In 2014, SoftBank had set a target of investing $10 Bn in Indian startups by 2024. But, in the last five years, it had invested more than $8 Bn in India across 60+ funding deals, on the road to achieving its target much ahead of the stipulated timeline. In 2021 alone, it invested over $3 Bn in India across 17 deals — major names include Meesho, Mindtickle, Zeta, OfBusiness and re-investment in Flipkart, among others.

So what changed?

While the funding in Indian startups in Q1 CY22 had a supernova start, startup IPOs did not have the same fate. Indian startup funding grew by 186% YoY and saw 100 M&A deals. But the global decline in investments in publicly-listed tech giants with super-high valuations does not paint a really rosy picture, especially for late-stage investors like SoftBank – who have the most turnaround on their investments when these startups go public.

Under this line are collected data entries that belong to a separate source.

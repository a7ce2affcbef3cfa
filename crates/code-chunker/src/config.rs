use crate::error::{ChunkerError, Result};
use serde::{Deserialize, Serialize};
use std::path::Path;

/// Configuration for chunk sizing, signal extraction and classification.
///
/// Supplied once and never mutated while files are processed.
#[derive(Debug, Clone, PartialEq, Serialize, Deserialize)]
#[serde(default)]
pub struct ChunkerConfig {
    /// Preferred chunk size in bytes; siblings merge while under it
    pub target_chunk_bytes: usize,

    /// Size above which a unit is descended into (soft limit)
    pub max_chunk_bytes: usize,

    /// Lines at least this long become atomic, unsplittable units
    pub long_line_threshold_bytes: usize,

    /// Classifier calibration
    pub classifier: ClassifierConfig,

    /// Signal extraction calibration
    pub signals: SignalConfig,
}

impl Default for ChunkerConfig {
    fn default() -> Self {
        Self {
            target_chunk_bytes: 1500,
            max_chunk_bytes: 4000,
            long_line_threshold_bytes: 512,
            classifier: ClassifierConfig::default(),
            signals: SignalConfig::default(),
        }
    }
}

/// Calibration of the weighted-sum classifier
#[derive(Debug, Clone, PartialEq, Serialize, Deserialize)]
#[serde(default)]
pub struct ClassifierConfig {
    /// Confidence must exceed this for a positive classification
    pub acceptance_threshold: f64,

    /// Weighted sums are divided by this before capping at 1.0
    pub confidence_normalizer: f64,
}

impl Default for ClassifierConfig {
    fn default() -> Self {
        Self {
            acceptance_threshold: 0.5,
            confidence_normalizer: 1.0,
        }
    }
}

/// Calibration of the signal extractor
#[derive(Debug, Clone, PartialEq, Serialize, Deserialize)]
#[serde(default)]
pub struct SignalConfig {
    /// A file, unit or literal larger than this multiple of the median
    /// construct size is a size outlier
    pub size_outlier_multiple: f64,

    /// Share of a body's statement lines that must be delegation lines
    pub delegation_min_line_fraction: f64,

    /// String literals shorter than this are not tracked
    pub min_literal_bytes: usize,

    /// Check generated units against their template lines
    pub audit_templates: bool,
}

impl Default for SignalConfig {
    fn default() -> Self {
        Self {
            size_outlier_multiple: 32.0,
            delegation_min_line_fraction: 0.8,
            min_literal_bytes: 32,
            audit_templates: true,
        }
    }
}

impl ChunkerConfig {
    /// Create config optimized for embeddings (smaller, focused chunks)
    pub fn for_embeddings() -> Self {
        Self {
            target_chunk_bytes: 1000,
            max_chunk_bytes: 2000,
            ..Default::default()
        }
    }

    /// Create config optimized for LLM context (larger, comprehensive chunks)
    pub fn for_llm_context() -> Self {
        Self {
            target_chunk_bytes: 3000,
            max_chunk_bytes: 8000,
            ..Default::default()
        }
    }

    /// Parse a TOML document; missing keys keep their defaults
    pub fn from_toml_str(raw: &str) -> Result<Self> {
        let config: Self = toml::from_str(raw)?;
        config.validate().map_err(ChunkerError::invalid_config)?;
        Ok(config)
    }

    /// Load and validate a TOML config file
    pub fn from_toml_file(path: impl AsRef<Path>) -> Result<Self> {
        let raw = std::fs::read_to_string(path)?;
        Self::from_toml_str(&raw)
    }

    /// Validate configuration
    pub fn validate(&self) -> std::result::Result<(), String> {
        if self.target_chunk_bytes == 0 {
            return Err("target_chunk_bytes must be > 0".to_string());
        }

        if self.target_chunk_bytes > self.max_chunk_bytes {
            return Err(format!(
                "target_chunk_bytes ({}) cannot exceed max_chunk_bytes ({})",
                self.target_chunk_bytes, self.max_chunk_bytes
            ));
        }

        if self.long_line_threshold_bytes == 0 {
            return Err("long_line_threshold_bytes must be > 0".to_string());
        }

        let threshold = self.classifier.acceptance_threshold;
        if !(0.0..1.0).contains(&threshold) {
            return Err(format!(
                "classifier.acceptance_threshold ({threshold}) must be in [0, 1)"
            ));
        }

        let normalizer = self.classifier.confidence_normalizer;
        if !normalizer.is_finite() || normalizer <= 0.0 {
            return Err(format!(
                "classifier.confidence_normalizer ({normalizer}) must be a positive number"
            ));
        }

        let multiple = self.signals.size_outlier_multiple;
        if !multiple.is_finite() || multiple < 1.0 {
            return Err(format!(
                "signals.size_outlier_multiple ({multiple}) must be >= 1"
            ));
        }

        let fraction = self.signals.delegation_min_line_fraction;
        if !(fraction > 0.0 && fraction <= 1.0) {
            return Err(format!(
                "signals.delegation_min_line_fraction ({fraction}) must be in (0, 1]"
            ));
        }

        Ok(())
    }
}

#[cfg(test)]
mod tests {
    use super::*;

    #[test]
    fn test_default_config_valid() {
        let config = ChunkerConfig::default();
        assert!(config.validate().is_ok());
        assert_eq!(config.target_chunk_bytes, 1500);
        assert_eq!(config.max_chunk_bytes, 4000);
        assert_eq!(config.long_line_threshold_bytes, 512);
        assert!((config.classifier.acceptance_threshold - 0.5).abs() < f64::EPSILON);
    }

    #[test]
    fn test_preset_configs_valid() {
        assert!(ChunkerConfig::for_embeddings().validate().is_ok());
        assert!(ChunkerConfig::for_llm_context().validate().is_ok());
    }

    #[test]
    fn test_config_validation() {
        let mut config = ChunkerConfig {
            target_chunk_bytes: 5000,
            max_chunk_bytes: 4000,
            ..Default::default()
        };
        assert!(config.validate().is_err());

        config.target_chunk_bytes = 0;
        assert!(config.validate().is_err());

        config.target_chunk_bytes = 1000;
        assert!(config.validate().is_ok());

        config.classifier.acceptance_threshold = 1.0;
        assert!(config.validate().is_err());
        config.classifier.acceptance_threshold = 0.5;

        config.classifier.confidence_normalizer = 0.0;
        assert!(config.validate().is_err());
        config.classifier.confidence_normalizer = 1.0;

        config.signals.size_outlier_multiple = 0.5;
        assert!(config.validate().is_err());
        config.signals.size_outlier_multiple = 8.0;

        config.signals.delegation_min_line_fraction = 0.0;
        assert!(config.validate().is_err());
        config.signals.delegation_min_line_fraction = 1.0;
        assert!(config.validate().is_ok());

        config.long_line_threshold_bytes = 0;
        assert!(config.validate().is_err());
    }

    #[test]
    fn test_partial_toml_keeps_defaults() {
        let config = ChunkerConfig::from_toml_str(
            r#"
target_chunk_bytes = 800

[classifier]
acceptance_threshold = 0.6
"#,
        )
        .unwrap();

        assert_eq!(config.target_chunk_bytes, 800);
        assert_eq!(config.max_chunk_bytes, 4000);
        assert!((config.classifier.acceptance_threshold - 0.6).abs() < f64::EPSILON);
        assert!((config.classifier.confidence_normalizer - 1.0).abs() < f64::EPSILON);
    }

    #[test]
    fn test_invalid_toml_is_configuration_error() {
        let err = ChunkerConfig::from_toml_str("target_chunk_bytes = \"big\"").unwrap_err();
        assert!(matches!(err, ChunkerError::ConfigParse(_)));
        assert!(err.is_configuration());

        let err = ChunkerConfig::from_toml_str("target_chunk_bytes = 9000").unwrap_err();
        assert!(matches!(err, ChunkerError::InvalidConfig(_)));
    }

    #[test]
    fn test_from_toml_file() {
        let dir = tempfile::tempdir().unwrap();
        let path = dir.path().join("sift.toml");
        std::fs::write(&path, "max_chunk_bytes = 6000\n").unwrap();

        let config = ChunkerConfig::from_toml_file(&path).unwrap();
        assert_eq!(config.max_chunk_bytes, 6000);
    }
}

But of late, the performance of new-age technology companies in the stock market has been a topic of heated debate. So much so that the bloodbath on Dalal Street has made many startups apprehensive about their stock market listing despite receiving regulatory approvals – examples include Delhivery, MobiKwik and OYO.

Of the above mentioned three, SoftBank holds a large stake in Delhivery (22.78%) and OYO (46%). While it has refused to offload the 2% stake it had planned to, in OYO’s IPO, there have been no updates regarding its OFS in Delhivery.

Among startups planning to list in 2022-2023, SoftBank holds a stake in Ola, Lenskart, Cars24, Flipkart and Swiggy.

Momentum Of Startup IPOs To Pick Pace In 2022; Here’s The List Of Indian Startups Planning To Go Public

Apart from the unlisted startups, SoftBank still has a huge stake in Indian startups that were listed last year and tanked hard. In Paytm, SoftBank holds around 15% and in Policybazaar, it holds around 12%.

Paytm had listed on the bourses at a stock price of INR 2,150 and closed this week at INR 570.95 – a loss of 73%. Policybazaar on the other hand listed at INR 980 and closed on Friday at INR 727.95 – a loss of 28%. 

While compared to its Chinese investments in listed tech startups, SoftBank’s Indian investments in Paytm and Policybazaar may not be fairing that bad – only giving an approximate loss of INR 2,200 Cr ($289.5 Mn). 

But considering the overall dip in the market that keeps on going lower, it has a lot to lose on the line.